Elizabeth Petri Henske, MD
Photo: Elizabeth P. Henske



Elected 2005
The Henske laboratory focuses on the renal and pulmonary manifestations of tuberous sclerosis complex (TSC). In the lung, young women with TSC can develop lymphangiomyomatosis (LAM), which is a diffuse smooth muscle cell infiltrate accompanied by cystic lung degeneration. We found that somatic mutations in the TSC2 gene cause a sporadic form of LAM. Genetic data indicate that LAM results from a very unusual disease mechanism: metastasis of histologically benign smooth muscle cells. In the kidney, most TSC patients develop angiomyolipomas, which are composed of abnormal blood vessels, smooth muscle cells, and fat cells. We have found that all three components are derived from the same precursor cell, suggesting that tuberin regulates the differentiation of renal mesenchymal cells.

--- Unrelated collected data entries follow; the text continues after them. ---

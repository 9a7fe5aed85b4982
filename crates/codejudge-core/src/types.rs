//! Data model shared by the judge pipeline.
//!
//! Inbound types (`JudgeConfig`, `Requirement`, `CodeContext`) come from the
//! challenge and artifact collaborators. Outbound types (`RequirementResult`,
//! `JudgeResult`) are handed to persistence as-is. Everything serializes in
//! camelCase to match the stored documents.

use std::fmt;

use chrono::{DateTime, Utc};
use serde::{Deserialize, Serialize};

/// Default completion budget when a challenge does not set `maxTokens`.
pub const DEFAULT_MAX_TOKENS: u32 = 4096;

/// Default sampling temperature when a challenge does not set one.
pub const DEFAULT_TEMPERATURE: f32 = 0.2;

/// The backend that performs the judgment.
#[derive(Debug, Clone, Copy, PartialEq, Eq, Hash, Default, Serialize, Deserialize)]
pub enum ProviderKind {
    /// OpenAI-style chat completions (primary).
    #[default]
    #[serde(rename = "openai", alias = "primary")]
    OpenAi,

    /// Anthropic-style messages (secondary).
    #[serde(rename = "anthropic", alias = "secondary")]
    Anthropic,

    /// Deterministic canned judge, no network.
    #[serde(rename = "offline", alias = "mock")]
    Offline,
}

impl ProviderKind {
    /// Whether this provider makes an outbound network call.
    pub fn is_remote(&self) -> bool {
        !matches!(self, ProviderKind::Offline)
    }

    /// Model used when the challenge config leaves `model` unset.
    pub fn default_model(&self) -> &'static str {
        match self {
            ProviderKind::OpenAi => "gpt-4o",
            ProviderKind::Anthropic => "claude-3-5-sonnet-20241022",
            ProviderKind::Offline => "offline",
        }
    }
}

impl fmt::Display for ProviderKind {
    fn fmt(&self, f: &mut fmt::Formatter<'_>) -> fmt::Result {
        match self {
            ProviderKind::OpenAi => write!(f, "openai"),
            ProviderKind::Anthropic => write!(f, "anthropic"),
            ProviderKind::Offline => write!(f, "offline"),
        }
    }
}

/// Per-challenge-version judge configuration.
#[derive(Debug, Clone, Default, PartialEq, Serialize, Deserialize)]
#[serde(rename_all = "camelCase")]
pub struct JudgeConfig {
    /// Opt-in switch; a disabled config never reaches a provider.
    #[serde(default)]
    pub enabled: bool,

    #[serde(default)]
    pub provider: ProviderKind,

    #[serde(default, skip_serializing_if = "Option::is_none")]
    pub model: Option<String>,

    #[serde(default, skip_serializing_if = "Option::is_none")]
    pub max_tokens: Option<u32>,

    #[serde(default, skip_serializing_if = "Option::is_none")]
    pub temperature: Option<f32>,

    /// Replaces the synthesized system prompt verbatim.
    #[serde(default, skip_serializing_if = "Option::is_none")]
    pub system_prompt_override: Option<String>,
}

impl JudgeConfig {
    /// An enabled config for the given provider with all defaults.
    pub fn enabled(provider: ProviderKind) -> Self {
        Self {
            enabled: true,
            provider,
            ..Default::default()
        }
    }

    /// Configured model, or the provider default.
    pub fn model_or_default(&self) -> &str {
        self.model
            .as_deref()
            .unwrap_or_else(|| self.provider.default_model())
    }

    pub fn max_tokens_or_default(&self) -> u32 {
        self.max_tokens.unwrap_or(DEFAULT_MAX_TOKENS)
    }

    pub fn temperature_or_default(&self) -> f32 {
        self.temperature.unwrap_or(DEFAULT_TEMPERATURE)
    }
}

/// A weighted rubric item.
#[derive(Debug, Clone, PartialEq, Serialize, Deserialize)]
#[serde(rename_all = "camelCase")]
pub struct Requirement {
    pub id: String,

    pub title: String,

    #[serde(default)]
    pub description: String,

    /// Relative weight, must be > 0. Weights need not sum to 100.
    pub weight: f64,

    /// Ordered sub-checks.
    #[serde(default)]
    pub criteria: Vec<String>,

    /// Kinds of evidence the model should cite (e.g. "file path", "test output").
    #[serde(default)]
    pub evidence_types: Vec<String>,
}

impl Requirement {
    pub fn new(id: impl Into<String>, title: impl Into<String>, weight: f64) -> Self {
        Self {
            id: id.into(),
            title: title.into(),
            description: String::new(),
            weight,
            criteria: Vec::new(),
            evidence_types: Vec::new(),
        }
    }

    pub fn with_description(mut self, description: impl Into<String>) -> Self {
        self.description = description.into();
        self
    }

    pub fn with_criterion(mut self, criterion: impl Into<String>) -> Self {
        self.criteria.push(criterion.into());
        self
    }

    pub fn with_evidence_type(mut self, evidence_type: impl Into<String>) -> Self {
        self.evidence_types.push(evidence_type.into());
        self
    }
}

/// A single file of the submitted artifact.
#[derive(Debug, Clone, PartialEq, Serialize, Deserialize)]
#[serde(rename_all = "camelCase")]
pub struct CodeFile {
    pub path: String,
    pub content: String,
    pub language: String,
}

/// Optional build/runtime facts about the artifact.
#[derive(Debug, Clone, Default, PartialEq, Serialize, Deserialize)]
#[serde(rename_all = "camelCase")]
pub struct CodeMetadata {
    #[serde(default, skip_serializing_if = "Option::is_none")]
    pub framework: Option<String>,

    #[serde(default, skip_serializing_if = "Option::is_none")]
    pub language: Option<String>,

    #[serde(default, skip_serializing_if = "Option::is_none")]
    pub build_output: Option<String>,

    #[serde(default, skip_serializing_if = "Option::is_none")]
    pub test_output: Option<String>,
}

/// Transient snapshot of a submission, built by the caller per evaluation.
#[derive(Debug, Clone, Default, PartialEq, Serialize, Deserialize)]
#[serde(rename_all = "camelCase")]
pub struct CodeContext {
    #[serde(default)]
    pub files: Vec<CodeFile>,

    #[serde(default, skip_serializing_if = "Option::is_none")]
    pub metadata: Option<CodeMetadata>,
}

/// The model's judgment of one criterion.
#[derive(Debug, Clone, PartialEq, Serialize, Deserialize)]
#[serde(rename_all = "camelCase")]
pub struct CriterionResult {
    pub criterion: String,
    pub met: bool,
    /// 0..=100
    pub score: f64,
    pub reasoning: String,
    #[serde(default, skip_serializing_if = "Option::is_none")]
    pub evidence: Option<Vec<String>>,
}

/// Final, weighted result for one input requirement.
#[derive(Debug, Clone, PartialEq, Serialize, Deserialize)]
#[serde(rename_all = "camelCase")]
pub struct RequirementResult {
    pub requirement_id: String,
    pub title: String,
    /// Raw 0..=100 score from the model.
    pub score: f64,
    pub weight: f64,
    /// `round(score * weight / 100, 2)`
    pub weighted_score: f64,
    pub criteria: Vec<CriterionResult>,
    pub overall_reasoning: String,
    /// 0..=1
    pub confidence: f64,
    pub evaluated_at: DateTime<Utc>,
}

/// Provenance of a judgment.
#[derive(Debug, Clone, PartialEq, Serialize, Deserialize)]
#[serde(rename_all = "camelCase")]
pub struct JudgeMetadata {
    /// Provider actually used, after any offline fallback.
    pub provider: ProviderKind,
    pub model: String,
    pub evaluated_at: DateTime<Utc>,
    /// Wall-clock time of the provider call only.
    pub duration_ms: u64,
    #[serde(default, skip_serializing_if = "Option::is_none")]
    pub tokens_used: Option<u32>,
}

/// The complete output of one judgment.
#[derive(Debug, Clone, PartialEq, Serialize, Deserialize)]
#[serde(rename_all = "camelCase")]
pub struct JudgeResult {
    /// One entry per input requirement, in input order.
    pub requirements: Vec<RequirementResult>,
    pub total_score: f64,
    pub max_score: f64,
    pub summary: String,
    pub metadata: JudgeMetadata,
}

impl JudgeResult {
    /// `total_score / max_score` in 0..=1, or 0 when `max_score` is 0.
    pub fn normalized_score(&self) -> f64 {
        if self.max_score > 0.0 {
            self.total_score / self.max_score
        } else {
            0.0
        }
    }
}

Because of the "benign metastasis" model for LAM and the differentiation plasticity in angiomyolipomas, we are currently focusing on the roles of the TSC proteins in cellular pathways regulating growth, differentiation, and metastasis. We found that tuberin, the TSC2 gene product, activates B-Raf kinase via Rheb, the Ras homologue that is the target of tuberin's GTPase activating domain. We have also found that hamartin, the TSC1 gene product, regulates the activity of tuberin in a cell cycle dependent manner. Finally, we have found that Schizosaccharomyces pombe lacking tsc1 or tsc2 have decreased arginine uptake, decreased expression of three amino acid permeases, and low intracellular levels of four members of the arginine biosynthesis pathway, suggesting a role for the TSC proteins in amino acid biosynthesis and sensing.